**WORK ORDER:** Could you copy, exactly as written, every line from the first line of the records through the one containing "a containment claim"?

:: EXTRACTED DATA

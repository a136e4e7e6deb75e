//! Depth-bounded expansion along containment claims.

use log::debug;
use wikirepo_core::{CONTAINS_TERRITORY, EntityCache, EntityId, StoreError, TimeQuery};

use super::{LocationTree, NodeId, SubLocationFilter};
use crate::{span::intersect, topic::report_unavailable};

/// Expand `roots` into a tree `depth` levels deep.
///
/// Level `k + 1` holds the administrative territories contained by each node
/// at level `k` that pass `filter`. In most-recent mode a containment claim
/// counts while it has no end time; in windowed mode it counts while its
/// span meets the window, and the buckets it covers are kept on the child.
/// Claims whose start or end date cannot be read are skipped in both modes.
///
/// # Errors
///
/// Propagates entity store failures. A contained territory that no longer
/// exists is skipped.
pub fn expand_locations(
    cache: &mut EntityCache,
    roots: &[EntityId],
    depth: usize,
    filter: &SubLocationFilter,
    time: &TimeQuery,
) -> Result<LocationTree, StoreError> {
    let mut tree = LocationTree::default();
    for &root in roots {
        let label = cache.label(root)?.unwrap_or_else(|| root.to_string());
        tree.add_root(root, label);
    }

    for level in 0..depth {
        for node in tree.nodes_at_depth(level) {
            expand_node(cache, &mut tree, node, filter, time)?;
        }
    }
    tree.expanded_to = Some(depth);
    Ok(tree)
}

fn expand_node(
    cache: &mut EntityCache,
    tree: &mut LocationTree,
    node: NodeId,
    filter: &SubLocationFilter,
    time: &TimeQuery,
) -> Result<(), StoreError> {
    let Some(id) = tree.node(node).map(|n| n.id) else {
        return Ok(());
    };
    tree.mark_expanded(node);

    let entity = cache.get(id)?;
    if !entity.has_property(CONTAINS_TERRITORY) {
        report_unavailable(cache, id, CONTAINS_TERRITORY, " to derive sub_lctns");
        return Ok(());
    }

    for claim in entity.claims(CONTAINS_TERRITORY) {
        let Some(child) = claim.main.entity_ref() else {
            continue;
        };
        let Some(buckets) = intersect(claim, time) else {
            continue;
        };
        let valid_buckets = (!time.is_most_recent()).then_some(buckets);
        let Some(label) = label_of(cache, child)? else {
            continue;
        };
        if filter.allows(&label) {
            tree.add_child(node, child, label, valid_buckets);
        }
    }
    Ok(())
}

/// Label of a contained territory, falling back to its identifier; `None`
/// when the entity does not exist.
fn label_of(cache: &mut EntityCache, id: EntityId) -> Result<Option<String>, StoreError> {
    match cache.label(id) {
        Ok(label) => Ok(Some(label.unwrap_or_else(|| id.to_string()))),
        Err(StoreError::NotFound { .. }) => {
            debug!("skipping location {id}: entity not found");
            Ok(None)
        }
        Err(err) => Err(err),
    }
}
//! Entities, claims and snaks as fetched from Wikidata.
//!
//! The model keeps only what time-indexed extraction needs: labels, claims in
//! document order, and qualifiers keyed by property.

use std::collections::BTreeMap;

use chrono::NaiveDate;

use crate::{EntityId, parse_wikidata_time};

/// Payload of a snak.
#[derive(Debug, Clone, PartialEq, Eq)]
pub enum DataValue {
    /// Reference to another item or property.
    EntityRef(EntityId),
    /// Numeric quantity; `amount` keeps Wikidata's signed decimal text.
    Quantity {
        /// Signed decimal such as `+83019213`.
        amount: String,
        /// Unit entity URI, or `1` for dimensionless values.
        unit: String,
    },
    /// Plain string literal.
    Text(String),
    /// Time literal such as `+2019-00-00T00:00:00Z`.
    Time(String),
    /// Any other value kind (coordinates, monolingual text, …).
    Unsupported,
}

/// A property/value pair inside a claim.
#[derive(Debug, Clone, PartialEq, Eq, Default)]
pub struct Snak {
    /// `None` for `novalue`/`somevalue` snaks.
    pub value: Option<DataValue>,
}

impl Snak {
    /// Snak carrying `value`.
    #[must_use]
    pub const fn new(value: DataValue) -> Self {
        Self { value: Some(value) }
    }

    /// Snak without a value.
    #[must_use]
    pub const fn empty() -> Self {
        Self { value: None }
    }

    /// Referenced entity, if the snak points at one.
    #[must_use]
    pub const fn entity_ref(&self) -> Option<EntityId> {
        match self.value {
            Some(DataValue::EntityRef(id)) => Some(id),
            _ => None,
        }
    }

    /// Date of a time-valued snak.
    #[must_use]
    pub fn date(&self) -> Option<NaiveDate> {
        match &self.value {
            Some(DataValue::Time(raw)) => parse_wikidata_time(raw),
            _ => None,
        }
    }
}

/// A statement about an entity.
#[derive(Debug, Clone, PartialEq, Eq, Default)]
pub struct Claim {
    /// The main value.
    pub main: Snak,
    /// Qualifier snaks by property, in document order.
    pub qualifiers: BTreeMap<EntityId, Vec<Snak>>,
}

impl Claim {
    /// Claim with a main value and no qualifiers.
    #[must_use]
    pub const fn new(main: Snak) -> Self {
        Self {
            main,
            qualifiers: BTreeMap::new(),
        }
    }

    /// Append a qualifier snak.
    #[must_use]
    pub fn with_qualifier(mut self, property: EntityId, snak: Snak) -> Self {
        self.qualifiers.entry(property).or_default().push(snak);
        self
    }

    /// Whether any qualifier is present.
    #[must_use]
    pub fn has_qualifiers(&self) -> bool {
        !self.qualifiers.is_empty()
    }

    /// Whether a qualifier for `property` is present.
    #[must_use]
    pub fn has_qualifier(&self, property: EntityId) -> bool {
        self.qualifiers.contains_key(&property)
    }

    /// First qualifier snak for `property`.
    #[must_use]
    pub fn qualifier(&self, property: EntityId) -> Option<&Snak> {
        self.qualifiers.get(&property).and_then(|snaks| snaks.first())
    }

    /// Date of the first `property` qualifier; unparseable dates count as absent.
    #[must_use]
    pub fn qualifier_date(&self, property: EntityId) -> Option<NaiveDate> {
        self.qualifier(property).and_then(Snak::date)
    }
}

/// A Wikidata item or property.
///
/// # Examples
///
/// ```
/// use wikirepo_core::{Claim, DataValue, Entity, EntityId, Snak};
///
/// let population = EntityId::property(1082);
/// let germany = Entity::new(EntityId::item(183))
///     .with_label("en", "Germany")
///     .with_claim(
///         population,
///         Claim::new(Snak::new(DataValue::Quantity {
///             amount: "+83019213".into(),
///             unit: "1".into(),
///         })),
///     );
///
/// assert!(germany.has_property(population));
/// assert_eq!(germany.label(&["en".to_owned()]), Some("Germany"));
/// ```
#[derive(Debug, Clone, PartialEq, Eq)]
pub struct Entity {
    /// Identifier of the entity.
    pub id: EntityId,
    /// Labels keyed by language code.
    pub labels: BTreeMap<String, String>,
    /// Claims keyed by property, in document order.
    pub claims: BTreeMap<EntityId, Vec<Claim>>,
}

impl Entity {
    /// Entity without labels or claims.
    #[must_use]
    pub const fn new(id: EntityId) -> Self {
        Self {
            id,
            labels: BTreeMap::new(),
            claims: BTreeMap::new(),
        }
    }

    /// Set the label for `language`.
    #[must_use]
    pub fn with_label(mut self, language: impl Into<String>, label: impl Into<String>) -> Self {
        self.labels.insert(language.into(), label.into());
        self
    }

    /// Append a claim for `property`.
    #[must_use]
    pub fn with_claim(mut self, property: EntityId, claim: Claim) -> Self {
        self.claims.entry(property).or_default().push(claim);
        self
    }

    /// First label found in `languages`, in preference order.
    #[must_use]
    pub fn label(&self, languages: &[String]) -> Option<&str> {
        languages
            .iter()
            .find_map(|language| self.labels.get(language))
            .map(String::as_str)
    }

    /// Whether the entity carries at least one claim for `property`.
    #[must_use]
    pub fn has_property(&self, property: EntityId) -> bool {
        self.claims
            .get(&property)
            .is_some_and(|claims| !claims.is_empty())
    }

    /// Claims for `property`; empty when absent.
    #[must_use]
    pub fn claims(&self, property: EntityId) -> &[Claim] {
        self.claims.get(&property).map_or(&[], Vec::as_slice)
    }

    /// Claim `index` for `property`.
    #[must_use]
    pub fn claim(&self, property: EntityId, index: usize) -> Option<&Claim> {
        self.claims(property).get(index)
    }
}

::::

**RESULT OF THIS EXERCISE:**
repository a136e4e7e6deb75e
//! Depth-bounded expansion along containment claims.

use log::debug;
use wikirepo_core::{CONTAINS_TERRITORY, EntityCache, EntityId, StoreError, TimeQuery};

use super::{LocationTree, NodeId, SubLocationFilter};
use crate::{span::intersect, topic::report_unavailable};

/// Expand `roots` into a tree `depth` levels deep.
///
/// Level `k + 1` holds the administrative territories contained by each node
/// at level `k` that pass `filter`. In most-recent mode a containment claim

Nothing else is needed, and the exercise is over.